Saved data entries
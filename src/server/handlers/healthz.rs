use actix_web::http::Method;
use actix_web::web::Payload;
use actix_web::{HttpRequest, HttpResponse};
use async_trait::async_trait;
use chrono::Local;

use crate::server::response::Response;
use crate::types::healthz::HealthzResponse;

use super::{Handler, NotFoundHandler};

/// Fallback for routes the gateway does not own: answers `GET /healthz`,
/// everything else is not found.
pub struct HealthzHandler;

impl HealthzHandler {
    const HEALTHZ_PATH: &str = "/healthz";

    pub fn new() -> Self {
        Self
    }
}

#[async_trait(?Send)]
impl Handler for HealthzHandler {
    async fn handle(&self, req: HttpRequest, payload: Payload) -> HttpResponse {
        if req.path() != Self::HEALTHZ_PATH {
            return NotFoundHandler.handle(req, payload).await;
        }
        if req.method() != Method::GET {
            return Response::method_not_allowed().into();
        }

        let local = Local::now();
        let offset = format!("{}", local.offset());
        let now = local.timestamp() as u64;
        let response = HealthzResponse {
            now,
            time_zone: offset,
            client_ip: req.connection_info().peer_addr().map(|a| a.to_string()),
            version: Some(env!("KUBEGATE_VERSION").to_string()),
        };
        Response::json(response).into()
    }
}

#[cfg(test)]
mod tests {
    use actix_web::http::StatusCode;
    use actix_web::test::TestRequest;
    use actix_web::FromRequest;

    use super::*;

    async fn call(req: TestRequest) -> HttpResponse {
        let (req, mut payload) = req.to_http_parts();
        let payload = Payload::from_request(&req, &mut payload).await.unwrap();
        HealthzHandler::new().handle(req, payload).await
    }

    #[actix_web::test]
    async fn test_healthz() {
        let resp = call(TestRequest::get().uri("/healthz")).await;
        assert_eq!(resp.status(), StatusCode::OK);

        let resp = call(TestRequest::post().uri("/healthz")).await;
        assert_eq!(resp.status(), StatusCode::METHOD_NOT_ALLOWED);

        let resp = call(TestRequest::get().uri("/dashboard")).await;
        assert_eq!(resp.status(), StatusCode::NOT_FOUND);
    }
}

▶ Your assignment: Repeat the records exactly, including every line.

▶ Response to the exercise:
filename src/server/handlers/healthz.rs
use actix_web::http::Method;
use actix_web::web::Payload;
use actix_web::{HttpRequest, HttpResponse};
use async_trait::async_trait;
use chrono::Local;

use crate::server::response::Response;
use crate::types::healthz::HealthzResponse;

use super::{Handler, NotFoundHandler};

/// Fallback for routes the gateway does not own: answers `GET /healthz`,
/// everything else is not found.
pub struct HealthzHandler;

impl HealthzHandler {
    const HEALTHZ_PATH: &str = "/healthz";

    pub fn new() -> Self {
        Self
    }
}

#[async_trait(?Send)]
impl Handler for HealthzHandler {
    async fn handle(&self, req: HttpRequest, payload: Payload) -> HttpResponse {
        if req.path() != Self::HEALTHZ_PATH {
            return NotFoundHandler.handle(req, payload).await;
        }
        if req.method() != Method::GET {
            return Response::method_not_allowed().into();
        }

        let local = Local::now();
        let offset = format!("{}", local.offset());
        let now = local.timestamp() as u64;
        let response = HealthzResponse {
            now,
            time_zone: offset,
            client_ip: req.connection_info().peer_addr().map(|a| a.to_string()),
            version: Some(env!("KUBEGATE_VERSION").to_string()),
        };
        Response::json(response).into()
    }
}

#[cfg(test)]
mod tests {
    use actix_web::http::StatusCode;
    use actix_web::test::TestRequest;
    use actix_web::FromRequest;

    use super::*;

    async fn call(req: TestRequest) -> HttpResponse {
        let (req, mut payload) = req.to_http_parts();
        let payload = Payload::from_request(&req, &mut payload).await.unwrap();
        HealthzHandler::new().handle(req, payload).await
    }

    #[actix_web::test]
    async fn test_healthz() {
        let resp = call(TestRequest::get().uri("/healthz")).await;
        assert_eq!(resp.status(), StatusCode::OK);

        let resp = call(TestRequest::post().uri("/healthz")).await;
        assert_eq!(resp.status(), StatusCode::METHOD_NOT_ALLOWED);

        let resp = call(TestRequest::get().uri("/dashboard")).await;
        assert_eq!(resp.status(), StatusCode::NOT_FOUND);
    }
}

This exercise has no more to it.